Grave question, pleine de périls. En les regardant parler entre eux, il est évident qu’ils feront plus tard de parfaits Italiens. Il restera peut-être la nostalgie du pays natal des parents, un attachement à certaines odeurs, certaines saveurs…
Mais eux-mêmes, comment se verront-ils, quand ils seront adultes?

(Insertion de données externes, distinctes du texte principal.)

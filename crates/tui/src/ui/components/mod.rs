pub mod card;
pub mod charts;
pub mod money;
pub mod tabs;
pub mod toast;
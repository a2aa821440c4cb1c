//! Single-row edit state machine.
//!
//! Used twice on the Modal screen: once keyed by channel for the current
//! balance cards, once keyed by row id for the history table. Each session
//! allows at most one row in `Editing`/`Saving` at a time.

use api_types::modal::ChannelId;
use rust_decimal::Decimal;

use crate::{EngineError, ResultEngine, money::parse_nominal};

#[derive(Clone, Debug, PartialEq, Eq)]
pub enum EditState<K> {
    Idle,
    Editing {
        target: K,
        draft: String,
        error: Option<String>,
    },
    Saving {
        target: K,
        draft: String,
    },
}

impl<K> Default for EditState<K> {
    fn default() -> Self {
        Self::Idle
    }
}

/// A validated write, handed to the network layer.
#[derive(Clone, Debug, PartialEq, Eq)]
pub struct SaveRequest<K> {
    pub target: K,
    pub nominal: Decimal,
}

#[derive(Clone, Debug)]
pub struct EditSession<K> {
    state: EditState<K>,
}

impl<K> Default for EditSession<K> {
    fn default() -> Self {
        Self {
            state: EditState::Idle,
        }
    }
}

impl<K: Clone + PartialEq> EditSession<K> {
    pub fn new() -> Self {
        Self::default()
    }

    pub fn state(&self) -> &EditState<K> {
        &self.state
    }

    pub fn target(&self) -> Option<&K> {
        match &self.state {
            EditState::Idle => None,
            EditState::Editing { target, .. } | EditState::Saving { target, .. } => Some(target),
        }
    }

    /// `true` when `target` is the row being edited or saved.
    pub fn is_active(&self, target: &K) -> bool {
        self.target() == Some(target)
    }

    pub fn is_saving(&self) -> bool {
        matches!(self.state, EditState::Saving { .. })
    }

    pub fn draft(&self) -> Option<&str> {
        match &self.state {
            EditState::Idle => None,
            EditState::Editing { draft, .. } | EditState::Saving { draft, .. } => Some(draft),
        }
    }

    pub fn error(&self) -> Option<&str> {
        match &self.state {
            EditState::Editing { error, .. } => error.as_deref(),
            _ => None,
        }
    }

    /// Opens `target` for editing with its current value as the draft.
    ///
    /// A row already in `Editing` is dropped without saving. Refused while a
    /// save is in flight.
    pub fn start(&mut self, target: K, current: Decimal) -> ResultEngine<()> {
        if self.is_saving() {
            return Err(EngineError::SaveInFlight);
        }
        self.state = EditState::Editing {
            target,
            draft: current.normalize().to_string(),
            error: None,
        };
        Ok(())
    }

    pub fn push(&mut self, ch: char) {
        if let EditState::Editing { draft, error, .. } = &mut self.state {
            draft.push(ch);
            *error = None;
        }
    }

    pub fn pop(&mut self) {
        if let EditState::Editing { draft, error, .. } = &mut self.state {
            draft.pop();
            *error = None;
        }
    }

    /// Drops the draft. No-op unless `Editing`.
    pub fn cancel(&mut self) -> bool {
        if matches!(self.state, EditState::Editing { .. }) {
            self.state = EditState::Idle;
            return true;
        }
        false
    }

    /// Validates the draft and moves to `Saving`.
    pub fn save(&mut self) -> ResultEngine<SaveRequest<K>> {
        self.save_with(|_, _| Ok(()))
    }

    /// Like [`save`](Self::save) with an extra rule on the parsed value.
    ///
    /// On a validation error the session stays in `Editing` with the message
    /// attached and nothing is returned for the network.
    pub fn save_with<F>(&mut self, rule: F) -> ResultEngine<SaveRequest<K>>
    where
        F: FnOnce(&K, Decimal) -> ResultEngine<()>,
    {
        let (target, draft, error) = match &mut self.state {
            EditState::Idle => return Err(EngineError::NotEditing),
            EditState::Saving { .. } => return Err(EngineError::SaveInFlight),
            EditState::Editing {
                target,
                draft,
                error,
            } => (target, draft, error),
        };

        let checked = parse_nominal(draft).and_then(|nominal| {
            rule(target, nominal)?;
            Ok(nominal)
        });
        let nominal = match checked {
            Ok(nominal) => nominal,
            Err(err) => {
                *error = Some(err.to_string());
                return Err(err);
            }
        };

        let request = SaveRequest {
            target: target.clone(),
            nominal,
        };
        self.state = EditState::Saving {
            target: request.target.clone(),
            draft: std::mem::take(draft),
        };
        Ok(request)
    }

    /// Applies the write outcome. Returns `true` when the affected lists must
    /// be reloaded.
    ///
    /// Failure goes back to `Editing` with the draft intact so the user can
    /// retry or correct it.
    pub fn finish(&mut self, outcome: Result<(), String>) -> bool {
        let EditState::Saving { target, draft } = std::mem::take(&mut self.state) else {
            return false;
        };
        match outcome {
            Ok(()) => true,
            Err(message) => {
                self.state = EditState::Editing {
                    target,
                    draft,
                    error: Some(message),
                };
                false
            }
        }
    }
}

/// Balance-entry rule: a zero `modal_kas` entry is not recorded.
pub fn balance_rule(channel: &ChannelId, nominal: Decimal) -> ResultEngine<()> {
    if *channel == ChannelId::ModalKas && nominal.is_zero() {
        return Err(EngineError::ZeroModalKas);
    }
    Ok(())
}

Pour moi, la question s’est réglée à l’occasion d’un match de football en date du 28 avril 1999, disputé à Arnhem entre le Maroc et les Pays-Bas. J’avais résolu de rester neutre, de ne pas prendre parti entre mon pays natal et mon pays d’adoption. Et puis il a suffi d’une seule phrase… Alors qu’il s’apprêtait à entrer sur la pelouse, un joueur néerlandais, Van Vossen (bien oublié depuis) fut abordé par un journaliste qui lui demanda un pronostic:
– Oh… disons 9-0, répondit Van Vossen. Pour nous, bien sûr.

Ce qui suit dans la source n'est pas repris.